By Susan Gentz, NCSSS Director of Business Strategies

Happy spooky szn! The month of October is considered National Cybersecurity Month, and with the state of cybersecurity incidents in K-12 it seems to be the perfect month to make sure all guards are in place to battle.

Cybersecurity attacks are on the rise. It’s been a trend for several years but the amount of data and resources being held hostage in exchange for money is truly alarming. According to the K-12 Cyber Incident Map there were 1619 incidents in K-12 districts between 2016 and 2022. The number has risen since then. The calendar is now updated annually and can be accessed through K-12 SIX.

Some more frightening statistics from Cobalt:

29% of attacks on educational institutions originated from vulnerability exploitation and 30% from phishing campaigns on K-12 schools in 2023 (Infosecurity Magazine).

Ransomware attacks on K-12 and higher education globally caused over $53 billion in downtime costs from 2018 to mid-September 2023 (Comparitech).

These attacks breached over 6.7 million personal records across 561 incidents (Comparitech).

In the U.S., 386 ransomware incidents cost an estimated $35.1 billion in downtime (Comparitech).

The sophistication of both entry and manipulation of data are changing school landscapes as we know it. Not only are the attacks mining more private data than ever, it’s getting more challenging to spot what is real and what isn’t.

How are States and the Federal Government Trying to Combat These Attacks?

States have slowly but steadily been working on efforts to protect districts from hacking and ransomware. The National Conference of State Legislatures has a comprehensive list for recently enacted cybersecurity laws here. The range of incident reporting and requirements vastly varies among the states.

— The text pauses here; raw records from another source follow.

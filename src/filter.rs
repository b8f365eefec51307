//! The `filter` element, and the evaluator that runs its primitives.

use crate::attributes::Attributes;
use crate::bbox::BoundingBox;
use crate::coord_units::CoordUnits;
use crate::drawing_ctx::{DrawingCtx, ViewParams};
use crate::element::{set_attribute, AttributeErrors, ElementTrait};
use crate::error::{AttributeResultExt, ValueErrorKind};
use crate::filters::{FilterContext, FilterError, FilterOutput};
use crate::length::*;
use crate::node::{Node, NodeBorrow};
use crate::parsers::ParseValue;
use crate::properties::ComputedValues;
use crate::rect::Rect;
use crate::transform::Transform;

/// The <filter> node.
pub struct Filter {
    x: Length<Horizontal>,
    y: Length<Vertical>,
    width: ULength<Horizontal>,
    height: ULength<Vertical>,
    filter_units: CoordUnits,
    primitive_units: CoordUnits,
}

impl Default for Filter {
    /// Constructs a new `Filter` with default properties.
    fn default() -> Self {
        Self {
            x: Length::<Horizontal>::new(-0.1, LengthUnit::Percent),
            y: Length::<Vertical>::new(-0.1, LengthUnit::Percent),
            width: ULength::<Horizontal>::new(1.2, LengthUnit::Percent),
            height: ULength::<Vertical>::new(1.2, LengthUnit::Percent),
            filter_units: CoordUnits::ObjectBoundingBox,
            primitive_units: CoordUnits::UserSpaceOnUse,
        }
    }
}

impl Filter {
    /// Computes the filter effects region in the space of `bbox.transform`, which is the
    /// canvas space of the filtered layer.
    fn effects_region(
        &self,
        values: &ComputedValues,
        bbox: &BoundingBox,
        params: &ViewParams,
    ) -> Result<Rect, FilterError> {
        let params = params.with_units(self.filter_units);

        let x = self.x.to_user(values, &params);
        let y = self.y.to_user(values, &params);
        let w = self.width.to_user(values, &params);
        let h = self.height.to_user(values, &params);

        let rect = Rect::new(x, y, x + w, y + h);

        let user_rect = units_to_user_space(self.filter_units, bbox)?.transform_rect(&rect);

        Ok(bbox.transform.transform_rect(&user_rect))
    }

    /// Transform from `primitiveUnits` to the canvas space of the filtered layer.
    fn primitive_transform(&self, bbox: &BoundingBox) -> Result<Transform, FilterError> {
        let t = units_to_user_space(self.primitive_units, bbox)?;
        Ok(bbox.transform.pre_transform(&t))
    }
}

fn units_to_user_space(units: CoordUnits, bbox: &BoundingBox) -> Result<Transform, FilterError> {
    units.to_user_space(bbox).ok_or_else(|| {
        FilterError::InvalidParameter(String::from(
            "objectBoundingBox units with an empty bounding box",
        ))
    })
}

impl ElementTrait for Filter {
    fn set_attributes(&mut self, attrs: &Attributes, errors: &mut AttributeErrors<'_>) {
        // Parse filterUnits first as it affects x, y, width, height checks.
        if let Some(value) = attrs.get("filterUnits") {
            let attr = crate::attributes::AttrName::from("filterUnits");
            set_attribute(&mut self.filter_units, attr.parse(value), errors);
        }

        // With ObjectBoundingBox, only fractions and percents are allowed.
        let no_units_allowed = self.filter_units == CoordUnits::ObjectBoundingBox;

        let check_units = |unit: LengthUnit, attr: &str| {
            if no_units_allowed && !matches!(unit, LengthUnit::Px | LengthUnit::Percent) {
                Err(ValueErrorKind::parse_error(
                    "unit identifiers are not allowed with filterUnits set to objectBoundingBox",
                ))
                .attribute(attr)
            } else {
                Ok(())
            }
        };

        for (attr, value) in attrs.iter() {
            match attr.as_str() {
                "x" => {
                    let res = attr.parse(value).and_then(|l: Length<Horizontal>| {
                        check_units(l.unit, attr.as_str()).map(|_| l)
                    });
                    set_attribute(&mut self.x, res, errors);
                }
                "y" => {
                    let res = attr.parse(value).and_then(|l: Length<Vertical>| {
                        check_units(l.unit, attr.as_str()).map(|_| l)
                    });
                    set_attribute(&mut self.y, res, errors);
                }
                "width" => {
                    let res = attr.parse(value).and_then(|l: ULength<Horizontal>| {
                        check_units(l.unit, attr.as_str()).map(|_| l)
                    });
                    set_attribute(&mut self.width, res, errors);
                }
                "height" => {
                    let res = attr.parse(value).and_then(|l: ULength<Vertical>| {
                        check_units(l.unit, attr.as_str()).map(|_| l)
                    });
                    set_attribute(&mut self.height, res, errors);
                }
                "primitiveUnits" => {
                    set_attribute(&mut self.primitive_units, attr.parse(value), errors)
                }
                _ => (),
            }
        }
    }
}

/// Evaluates a `<filter>` element on the contents of a layer.
///
/// The drawing context calls this once for each filtered layer, with the layer's
/// surface as `source` and the layer's bounding box.  The returned surface replaces
/// the layer's contents; it must have the same size as `source`.
pub trait FilterRenderer {
    fn render(
        &self,
        filter_node: &Node,
        source: &cairo::ImageSurface,
        bbox: &BoundingBox,
        draw_ctx: &DrawingCtx<'_>,
    ) -> Result<cairo::ImageSurface, FilterError>;
}

/// Runs the filter primitives that this crate knows about, in document order.
///
/// Each primitive takes the previous one's result as its input; the first one gets
/// `source`.  A filter without primitives produces a transparent image.
pub struct DefaultFilterRenderer;

impl FilterRenderer for DefaultFilterRenderer {
    fn render(
        &self,
        filter_node: &Node,
        source: &cairo::ImageSurface,
        bbox: &BoundingBox,
        draw_ctx: &DrawingCtx<'_>,
    ) -> Result<cairo::ImageSurface, FilterError> {
        let ctx = {
            let elt = filter_node.borrow_element();
            let filter = borrow_element_as!(filter_node, Filter);
            let params = draw_ctx.get_view_params();

            let region = filter.effects_region(elt.get_computed_values(), bbox, &params)?;

            FilterContext::new(
                source.width(),
                source.height(),
                region,
                filter.primitive_transform(bbox)?,
                params.with_units(filter.primitive_units),
            )
        };

        let mut result: Option<FilterOutput> = None;

        for child in filter_node.children() {
            let elt = child.borrow_element();

            if let Some(effect) = elt.as_filter_effect() {
                if elt.is_in_error() {
                    return Err(FilterError::ChildNodeInError);
                }

                let output = match result {
                    Some(ref input) => effect.render(&child, &ctx, input)?,
                    None => effect.render(
                        &child,
                        &ctx,
                        &FilterOutput {
                            surface: source.clone(),
                            bounds: ctx.effects_region(),
                        },
                    )?,
                };

                result = Some(output);
            }
        }

        match result {
            Some(output) => Ok(output.surface),
            None => ctx.new_surface(),
        }
    }
}

#[cfg(test)]
mod tests {
    use super::*;
    use crate::dpi::Dpi;
    use crate::element::Element;
    use crate::session::Session;

    fn new_filter(attrs: &[(&str, &str)]) -> Element {
        Element::new(&Session::new_for_test_suite(), "filter", &Attributes::from(attrs))
    }

    #[test]
    fn rejects_units_with_object_bounding_box() {
        let elt = new_filter(&[("x", "1in"), ("width", "50%")]);
        assert_eq!(elt.errors().len(), 1);

        let elt = new_filter(&[("filterUnits", "userSpaceOnUse"), ("x", "1in")]);
        assert!(!elt.is_in_error());
    }

    #[test]
    fn computes_effects_region() {
        let params = ViewParams::new(Dpi::default(), 100.0, 100.0);
        let values = ComputedValues::default();
        let bbox = BoundingBox::new()
            .with_transform(Transform::new_translate(5.0, 0.0))
            .with_rect(Rect::new(10.0, 10.0, 20.0, 30.0));

        let filter = Filter::default();
        let region = filter.effects_region(&values, &bbox, &params).unwrap();
        assert!(region.approx_eq(&Rect::new(14.0, 8.0, 26.0, 32.0)));

        let empty = BoundingBox::new();
        assert!(filter.effects_region(&values, &empty, &params).is_err());

        let filter = Filter {
            filter_units: CoordUnits::UserSpaceOnUse,
            ..Filter::default()
        };
        let region = filter.effects_region(&values, &empty, &params).unwrap();
        assert!(region.approx_eq(&Rect::new(-10.0, -10.0, 110.0, 110.0)));
    }

    #[test]
    fn primitive_units_scale_with_bounding_box() {
        let bbox = BoundingBox::new().with_rect(Rect::new(0.0, 0.0, 10.0, 20.0));

        let filter = Filter {
            primitive_units: CoordUnits::ObjectBoundingBox,
            ..Filter::default()
        };

        let t = filter.primitive_transform(&bbox).unwrap();
        assert_eq!(t.transform_distance(0.5, 0.5), (5.0, 10.0));
    }
}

When it comes to the federal government they are working to prepare districts as well. According to Congressional Research Services, “Federal law provides several potential approaches to combat ransomware attacks. First, federal criminal laws, such as the Computer Fraud and Abuse Act (CFAA), can be used to prosecute those who perpetrate ransomware attacks. These laws and others, such as the statutes criminalizing conspiracy and aiding and abetting, might also be used to prosecute individuals who help to develop ransomware that is ultimately used by others. Victims who pay ransoms might also be subject to criminal or civil penalties in some cases—for example, where a ransom payment is made knowingly to an entity either designated as a foreign terrorist organization or subject to sanctions by the Department of the Treasury. Nevertheless, policy considerations, mitigating factors, and prosecutorial discretion may weigh against enforcement in such instances.” The Cyber Incident Reporting for Critical Infrastructure Act (CIRCIA) also strengthens protections by requiring incidents to be reported to the Cybersecurity and Infrastructure Security Agency (CISA) Because CISA is granted regulating power, CISA has to follow the proper channels for proposed rulemaking. This process is long and tedious and final rules on how the agency will implement CIRCIA must be published no later than October 4, 2025.

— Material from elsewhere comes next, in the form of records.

//! Types for rectangles.

#[allow(clippy::module_inception)]
mod rect {
    use crate::float_eq_cairo::ApproxEqCairo;
    use core::ops::{Add, Sub};
    use float_cmp::approx_eq;
    use num_traits::Zero;

    // Use our own min() and max() that are acceptable for floating point

    fn min<T: PartialOrd>(x: T, y: T) -> T {
        if x <= y {
            x
        } else {
            y
        }
    }

    fn max<T: PartialOrd>(x: T, y: T) -> T {
        if x >= y {
            x
        } else {
            y
        }
    }

    /// A rectangle given by its two corners; `(x0, y0)` is the top-left one.
    #[derive(Default, Debug, Clone, Copy, PartialEq, Eq)]
    pub struct Rect<T> {
        pub x0: T,
        pub y0: T,
        pub x1: T,
        pub y1: T,
    }

    impl<T> Rect<T> {
        #[inline]
        pub fn new(x0: T, y0: T, x1: T, y1: T) -> Self {
            Self { x0, y0, x1, y1 }
        }
    }

    impl<T> Rect<T>
    where
        T: Copy + PartialOrd + PartialEq + Add<T, Output = T> + Sub<T, Output = T> + Zero,
    {
        #[inline]
        pub fn from_size(w: T, h: T) -> Self {
            Self {
                x0: Zero::zero(),
                y0: Zero::zero(),
                x1: w,
                y1: h,
            }
        }

        #[inline]
        pub fn width(&self) -> T {
            self.x1 - self.x0
        }

        #[inline]
        pub fn height(&self) -> T {
            self.y1 - self.y0
        }

        #[inline]
        pub fn size(&self) -> (T, T) {
            (self.width(), self.height())
        }

        #[inline]
        pub fn translate(&self, by: (T, T)) -> Self {
            Self {
                x0: self.x0 + by.0,
                y0: self.y0 + by.1,
                x1: self.x1 + by.0,
                y1: self.y1 + by.1,
            }
        }

        #[inline]
        pub fn intersection(&self, rect: &Self) -> Option<Self> {
            let (x0, y0, x1, y1) = (
                max(self.x0, rect.x0),
                max(self.y0, rect.y0),
                min(self.x1, rect.x1),
                min(self.y1, rect.y1),
            );

            if x1 > x0 && y1 > y0 {
                Some(Self { x0, y0, x1, y1 })
            } else {
                None
            }
        }

        #[inline]
        pub fn union(&self, rect: &Self) -> Self {
            Self {
                x0: min(self.x0, rect.x0),
                y0: min(self.y0, rect.y0),
                x1: max(self.x1, rect.x1),
                y1: max(self.y1, rect.y1),
            }
        }
    }

    impl Rect<i32> {
        #[inline]
        pub fn is_empty(&self) -> bool {
            // Give an explicit type to the right hand side of the ==, since sometimes
            // type inference fails to figure it out.
            self.width() <= <i32 as Zero>::zero() || self.height() <= <i32 as Zero>::zero()
        }
    }

    impl Rect<f64> {
        #[inline]
        pub fn is_empty(&self) -> bool {
            self.width().approx_eq_cairo(0.0) || self.height().approx_eq_cairo(0.0)
        }

        #[inline]
        pub fn scale(self, x: f64, y: f64) -> Self {
            Self {
                x0: self.x0 * x,
                y0: self.y0 * y,
                x1: self.x1 * x,
                y1: self.y1 * y,
            }
        }

        pub fn approx_eq(&self, other: &Self) -> bool {
            approx_eq!(f64, self.x0, other.x0, epsilon = 0.0001)
                && approx_eq!(f64, self.y0, other.y0, epsilon = 0.0001)
                && approx_eq!(f64, self.x1, other.x1, epsilon = 0.0001)
                && approx_eq!(f64, self.y1, other.y1, epsilon = 0.0001)
        }
    }
}

pub type Rect = rect::Rect<f64>;

pub type IRect = rect::Rect<i32>;

impl From<Rect> for IRect {
    /// Rounds outwards, so that the integer rectangle covers the whole float one.
    #[inline]
    fn from(r: Rect) -> Self {
        Self {
            x0: r.x0.floor() as i32,
            y0: r.y0.floor() as i32,
            x1: r.x1.ceil() as i32,
            y1: r.y1.ceil() as i32,
        }
    }
}

impl From<IRect> for Rect {
    #[inline]
    fn from(r: IRect) -> Self {
        Self {
            x0: f64::from(r.x0),
            y0: f64::from(r.y0),
            x1: f64::from(r.x1),
            y1: f64::from(r.y1),
        }
    }
}

#[cfg(test)]
mod tests {
    use super::*;

    #[test]
    fn empty_rect() {
        let empty = Rect::new(1.0, 1.0, 1.0, 1.0);
        let not_empty = Rect::new(1.0, 1.0, 2.0, 2.0);

        assert!(empty.is_empty());
        assert!(!not_empty.is_empty());

        assert!(IRect::new(3, 3, 3, 10).is_empty());
        assert!(!IRect::new(3, 3, 4, 10).is_empty());
    }

    #[test]
    fn intersect_and_union() {
        let r1 = Rect::new(1.0, 2.0, 3.0, 4.0);
        let r2 = Rect::new(2.0, 3.0, 5.0, 6.0);
        let r3 = Rect::new(10.0, 10.0, 11.0, 11.0);

        assert_eq!(r1.intersection(&r2), Some(Rect::new(2.0, 3.0, 3.0, 4.0)));
        assert_eq!(r1.intersection(&r3), None);

        assert_eq!(r1.union(&r2), Rect::new(1.0, 2.0, 5.0, 6.0));
        assert_eq!(r1.union(&r3), Rect::new(1.0, 2.0, 11.0, 11.0));
    }

    #[test]
    fn rounds_outwards_to_irect() {
        let r = Rect::new(0.5, -0.5, 9.1, 10.0);

        assert_eq!(IRect::from(r), IRect::new(0, -1, 10, 10));
    }

    #[test]
    fn translate_and_scale() {
        let r = Rect::from_size(2.0, 3.0).translate((1.0, 1.0));
        assert_eq!(r, Rect::new(1.0, 1.0, 3.0, 4.0));

        assert!(r.scale(2.0, 0.5).approx_eq(&Rect::new(2.0, 0.5, 6.0, 2.0)));
        assert_eq!(r.size(), (2.0, 3.0));
    }
}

Additionally, the Federal Communications Commission (FCC) has opened up the Cybersecurity Pilot Program. “The Schools and Libraries Cybersecurity Pilot Program will provide up to $200 million to selected participants over a three-year term to purchase a wide variety of cybersecurity services and equipment. Modeled after the FCC’s Connected Care Pilot, the Pilot Program will evaluate the effectiveness of using Universal Service funding to support cybersecurity services and equipment to protect school and library broadband networks and data in order to determine whether to fund them on a permanent basis.” Not only can attackers be prosecuted but now there is funding to help bolster efforts against cyberattacks.

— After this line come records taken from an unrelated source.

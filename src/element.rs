//! SVG Elements.

use once_cell::sync::Lazy;
use std::collections::HashMap;
use std::fmt;

use crate::attributes::Attributes;
use crate::clip_path::ClipPath;
use crate::drawing_ctx::DrawingCtx;
use crate::error::*;
use crate::filter::Filter;
use crate::filters::{flood::FeFlood, offset::FeOffset, tile::FeTile, FilterEffect};
use crate::gradient::{LinearGradient, RadialGradient, Stop};
use crate::mask::Mask;
use crate::node::Node;
use crate::parsers::ParseValue;
use crate::pattern::Pattern;
use crate::properties::{ComputedValues, SpecifiedValues};
use crate::session::Session;
use crate::shapes::{Circle, Ellipse, Rect};
use crate::structure::{Group, NonRendering, Svg, Use};
use crate::transform::Transform;

pub trait ElementTrait {
    /// Sets per-element attributes.
    ///
    /// Each element is supposed to iterate the `attributes`, and parse any ones it needs.
    /// SVG specifies that unknown attributes should be ignored, and known attributes with invalid
    /// values should be ignored so that the attribute ends up with its "initial value".
    ///
    /// You can use the [`set_attribute`] function to do that.
    fn set_attributes(&mut self, _attributes: &Attributes, _errors: &mut AttributeErrors<'_>) {}

    /// Draw an element.
    ///
    /// Each element is supposed to draw itself as needed.  `values` are the element's
    /// computed values.
    fn draw(
        &self,
        _node: &Node,
        _values: &ComputedValues,
        _draw_ctx: &mut DrawingCtx<'_>,
        _clipping: bool,
    ) -> Result<(), RenderingError> {
        // by default elements don't draw themselves
        Ok(())
    }
}

/// Collects the attribute errors of an element while it is being created.
pub struct AttributeErrors<'s> {
    session: &'s Session,
    errors: Vec<ElementError>,
}

impl<'s> AttributeErrors<'s> {
    pub fn new(session: &'s Session) -> AttributeErrors<'s> {
        AttributeErrors {
            session,
            errors: Vec::new(),
        }
    }

    /// Logs an error and keeps it for the element's error list.
    pub fn record(&mut self, error: ElementError) {
        rsvg_log!(self.session, "ignoring attribute with invalid value: {}", error);
        self.errors.push(error);
    }

    pub(crate) fn into_vec(self) -> Vec<ElementError> {
        self.errors
    }
}

/// Sets `dest` if `parse_result` is `Ok()`, otherwise records the error.
///
/// Implementations of the [`ElementTrait`] trait generally scan a list of attributes
/// for the ones they can handle, and parse their string values.  Per the SVG spec, an attribute
/// with an invalid value should be ignored, and it should fall back to the default value.
///
/// Those default values are set in each element's implementation of the [`Default`] trait:
/// at element creation time, each element gets initialized to its `Default`, and then each
/// attribute gets parsed.  This function will set that attribute's value only if parsing was
/// successful.
pub fn set_attribute<T>(
    dest: &mut T,
    parse_result: Result<T, ElementError>,
    errors: &mut AttributeErrors<'_>,
) {
    match parse_result {
        Ok(v) => *dest = v,
        Err(e) => errors.record(e),
    }
}

pub struct Element {
    element_name: String,
    id: Option<String>,
    transform: Transform,
    specified_values: SpecifiedValues,
    values: ComputedValues,
    errors: Vec<ElementError>,
    pub element_data: ElementData,
}

impl fmt::Display for Element {
    fn fmt(&self, f: &mut fmt::Formatter<'_>) -> fmt::Result {
        write!(f, "{}", self.element_name)?;
        write!(f, " id={}", self.get_id().unwrap_or("None"))?;
        Ok(())
    }
}

impl fmt::Debug for Element {
    fn fmt(&self, f: &mut fmt::Formatter<'_>) -> fmt::Result {
        fmt::Display::fmt(self, f)
    }
}

/// Parsed contents of an element node in the DOM.
///
/// This enum uses `Box<Foo>` in order to make each variant the size of
/// a pointer.
pub enum ElementData {
    Circle(Box<Circle>),
    ClipPath(Box<ClipPath>),
    Ellipse(Box<Ellipse>),
    Filter(Box<Filter>),
    Group(Box<Group>),
    LinearGradient(Box<LinearGradient>),
    Mask(Box<Mask>),
    NonRendering(Box<NonRendering>),
    Pattern(Box<Pattern>),
    RadialGradient(Box<RadialGradient>),
    Rect(Box<Rect>),
    Stop(Box<Stop>),
    Svg(Box<Svg>),
    Use(Box<Use>),

    // Filter primitives, these start with "Fe" as element names are e.g. "feFlood"
    FeFlood(Box<FeFlood>),
    FeOffset(Box<FeOffset>),
    FeTile(Box<FeTile>),
}

/// The kind of an element, without its data.
///
/// Used to check that a reference points to the right kind of element.
#[derive(Debug, Copy, Clone, PartialEq, Eq)]
pub enum ElementType {
    Circle,
    ClipPath,
    Ellipse,
    Filter,
    Group,
    LinearGradient,
    Mask,
    NonRendering,
    Pattern,
    RadialGradient,
    Rect,
    Stop,
    Svg,
    Use,
    FeFlood,
    FeOffset,
    FeTile,
}

type ElementDataCreateFn =
    fn(attributes: &Attributes, errors: &mut AttributeErrors<'_>) -> ElementData;

#[rustfmt::skip]
static ELEMENT_CREATORS: Lazy<HashMap<&'static str, ElementDataCreateFn>> = Lazy::new(|| {
    let creators_table: Vec<(&str, ElementDataCreateFn)> = vec![
        // name,                create_fn
        ("circle",              create_circle),
        ("clipPath",            create_clip_path),
        ("defs",                create_defs),
        ("ellipse",             create_ellipse),
        ("feFlood",             create_fe_flood),
        ("feOffset",            create_fe_offset),
        ("feTile",              create_fe_tile),
        ("filter",              create_filter),
        ("g",                   create_group),
        ("linearGradient",      create_linear_gradient),
        ("mask",                create_mask),
        ("pattern",             create_pattern),
        ("radialGradient",      create_radial_gradient),
        ("rect",                create_rect),
        ("stop",                create_stop),
        ("svg",                 create_svg),
        ("use",                 create_use),
    ];

    creators_table.into_iter().collect()
});

impl Element {
    /// Takes an element name and a list of attribute/value pairs to create an [`Element`].
    ///
    /// This operation does not fail.  Unknown element names simply produce a [`NonRendering`]
    /// element, and attributes with invalid values are recorded in [`Element::errors`].
    pub fn new(session: &Session, name: &str, attributes: &Attributes) -> Element {
        let create_fn = ELEMENT_CREATORS
            .get(name)
            .copied()
            // Whenever we encounter a element name we don't understand, represent it as a
            // non-rendering element.  This is like a group, but it doesn't do any rendering
            // of children.  The effect is that we will ignore all children of unknown elements.
            .unwrap_or(create_non_rendering as ElementDataCreateFn);

        let mut errors = AttributeErrors::new(session);
        let element_data = create_fn(attributes, &mut errors);

        let mut e = Element {
            element_name: name.to_string(),
            id: None,
            transform: Transform::identity(),
            specified_values: Default::default(),
            values: Default::default(),
            errors: Vec::new(),
            element_data,
        };

        e.set_common_attributes(attributes, &mut errors);
        e.errors = errors.into_vec();

        e
    }

    /// Parses the attributes that every element supports: `id`, `transform`, and the
    /// presentation attributes for properties.
    fn set_common_attributes(&mut self, attributes: &Attributes, errors: &mut AttributeErrors<'_>) {
        for (attr, value) in attributes.iter() {
            match attr.as_str() {
                "id" => self.id = Some(value.to_string()),

                "transform" => set_attribute(&mut self.transform, attr.parse(value), errors),

                name if SpecifiedValues::is_property_name(name) => {
                    if let Err(e) = self.specified_values.set_property_from_attribute(attr, value)
                    {
                        errors.record(e);
                    }
                }

                _ => (),
            }
        }
    }

    pub fn element_name(&self) -> &str {
        &self.element_name
    }

    pub fn get_id(&self) -> Option<&str> {
        self.id.as_deref()
    }

    /// The element's `transform` attribute; the identity if it is not set.
    pub fn get_transform(&self) -> Transform {
        self.transform
    }

    pub fn get_specified_values(&self) -> &SpecifiedValues {
        &self.specified_values
    }

    pub fn get_computed_values(&self) -> &ComputedValues {
        &self.values
    }

    pub fn set_computed_values(&mut self, values: &ComputedValues) {
        self.values = values.clone();
    }

    /// Attribute errors found while creating the element.
    pub fn errors(&self) -> &[ElementError] {
        &self.errors
    }

    pub fn is_in_error(&self) -> bool {
        !self.errors.is_empty()
    }

    #[rustfmt::skip]
    pub fn element_type(&self) -> ElementType {
        use ElementData::*;

        match self.element_data {
            Circle(_) =>         ElementType::Circle,
            ClipPath(_) =>       ElementType::ClipPath,
            Ellipse(_) =>        ElementType::Ellipse,
            Filter(_) =>         ElementType::Filter,
            Group(_) =>          ElementType::Group,
            LinearGradient(_) => ElementType::LinearGradient,
            Mask(_) =>           ElementType::Mask,
            NonRendering(_) =>   ElementType::NonRendering,
            Pattern(_) =>        ElementType::Pattern,
            RadialGradient(_) => ElementType::RadialGradient,
            Rect(_) =>           ElementType::Rect,
            Stop(_) =>           ElementType::Stop,
            Svg(_) =>            ElementType::Svg,
            Use(_) =>            ElementType::Use,
            FeFlood(_) =>        ElementType::FeFlood,
            FeOffset(_) =>       ElementType::FeOffset,
            FeTile(_) =>         ElementType::FeTile,
        }
    }

    #[rustfmt::skip]
    pub fn as_filter_effect(&self) -> Option<&dyn FilterEffect> {
        use ElementData::*;

        match &self.element_data {
            FeFlood(fe) =>  Some(&**fe),
            FeOffset(fe) => Some(&**fe),
            FeTile(fe) =>   Some(&**fe),
            _ => None,
        }
    }

    /// The main drawing function for elements.
    pub fn draw(
        &self,
        node: &Node,
        draw_ctx: &mut DrawingCtx<'_>,
        clipping: bool,
    ) -> Result<(), RenderingError> {
        self.element_data
            .draw(node, &self.values, draw_ctx, clipping)
    }
}

impl ElementData {
    /// Dispatcher for the draw method of concrete element implementations.
    #[rustfmt::skip]
    fn draw(
        &self,
        node: &Node,
        values: &ComputedValues,
        draw_ctx: &mut DrawingCtx<'_>,
        clipping: bool,
    ) -> Result<(), RenderingError> {
        use ElementData::*;

        let data: &dyn ElementTrait = match self {
            Circle(d) =>         &**d,
            ClipPath(d) =>       &**d,
            Ellipse(d) =>        &**d,
            Filter(d) =>         &**d,
            Group(d) =>          &**d,
            LinearGradient(d) => &**d,
            Mask(d) =>           &**d,
            NonRendering(d) =>   &**d,
            Pattern(d) =>        &**d,
            RadialGradient(d) => &**d,
            Rect(d) =>           &**d,
            Stop(d) =>           &**d,
            Svg(d) =>            &**d,
            Use(d) =>            &**d,
            FeFlood(d) =>        &**d,
            FeOffset(d) =>       &**d,
            FeTile(d) =>         &**d,
        };

        data.draw(node, values, draw_ctx, clipping)
    }
}

macro_rules! e {
    ($name:ident, $element_type:ident) => {
        pub fn $name(attributes: &Attributes, errors: &mut AttributeErrors<'_>) -> ElementData {
            let mut payload = Box::<$element_type>::default();
            payload.set_attributes(attributes, errors);

            ElementData::$element_type(payload)
        }
    };
}

#[rustfmt::skip]
mod creators {
    use super::*;

    e!(create_circle,           Circle);
    e!(create_clip_path,        ClipPath);
    e!(create_defs,             NonRendering);
    e!(create_ellipse,          Ellipse);
    e!(create_fe_flood,         FeFlood);
    e!(create_fe_offset,        FeOffset);
    e!(create_fe_tile,          FeTile);
    e!(create_filter,           Filter);
    e!(create_group,            Group);
    e!(create_linear_gradient,  LinearGradient);
    e!(create_mask,             Mask);
    e!(create_non_rendering,    NonRendering);
    e!(create_pattern,          Pattern);
    e!(create_radial_gradient,  RadialGradient);
    e!(create_rect,             Rect);
    e!(create_stop,             Stop);
    e!(create_svg,              Svg);
    e!(create_use,              Use);
}

use creators::*;

#[cfg(test)]
mod tests {
    use super::*;

    fn new_element(name: &str, attrs: &[(&str, &str)]) -> Element {
        Element::new(
            &Session::new_for_test_suite(),
            name,
            &Attributes::from(attrs),
        )
    }

    #[test]
    fn unknown_elements_are_non_rendering() {
        let e = new_element("foo", &[("id", "bar")]);

        assert_eq!(e.element_type(), ElementType::NonRendering);
        assert_eq!(e.get_id(), Some("bar"));
        assert_eq!(e.to_string(), "foo id=bar");
    }

    #[test]
    fn defs_is_non_rendering() {
        assert_eq!(new_element("defs", &[]).element_type(), ElementType::NonRendering);
    }

    #[test]
    fn parses_transform_attribute() {
        let e = new_element("g", &[("transform", "translate(10, 20)")]);

        assert_eq!(e.get_transform(), Transform::new_translate(10.0, 20.0));
        assert!(!e.is_in_error());
    }

    #[test]
    fn records_errors_and_keeps_parsing_siblings() {
        let e = new_element(
            "rect",
            &[("transform", "scale(0)"), ("opacity", "bogus"), ("fill", "red")],
        );

        let attrs: Vec<&str> = e.errors().iter().map(|err| err.attr.as_str()).collect();
        assert_eq!(attrs, vec!["transform", "opacity"]);

        assert_eq!(e.get_transform(), Transform::identity());

        let mut values = ComputedValues::default();
        e.get_specified_values().to_computed_values(&mut values);
        assert_eq!(values.opacity, ComputedValues::default().opacity);
        assert_ne!(values.fill, ComputedValues::default().fill);
    }

    #[test]
    fn filter_primitives_are_filter_effects() {
        assert!(new_element("feFlood", &[]).as_filter_effect().is_some());
        assert!(new_element("feOffset", &[]).as_filter_effect().is_some());
        assert!(new_element("feTile", &[]).as_filter_effect().is_some());
        assert!(new_element("pattern", &[]).as_filter_effect().is_none());
        assert!(new_element("rect", &[]).as_filter_effect().is_none());
    }
}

The pilot program opened September 17, 2024 and will remained open until November 1, 2024.

This opportunity can help to protect even the scariest attack on a school district network.

The Problem is Bigger Than Protecting the Network

As these attacks are happening more frequently and are more sophisticated (hello deepfakes!) it is also glaringly obvious that the United States talent pipeline is not as full as it needs to be. There must be an emphasis on showing students in our schools today that a cybersecurity career pathway is something that should be strongly considered when thinking of the future. If we want to combat future threats and incidents related to cybersecurity breaches and attacks we have to have a workforce prepared to take it on and have only other reasons for a spooky month of October.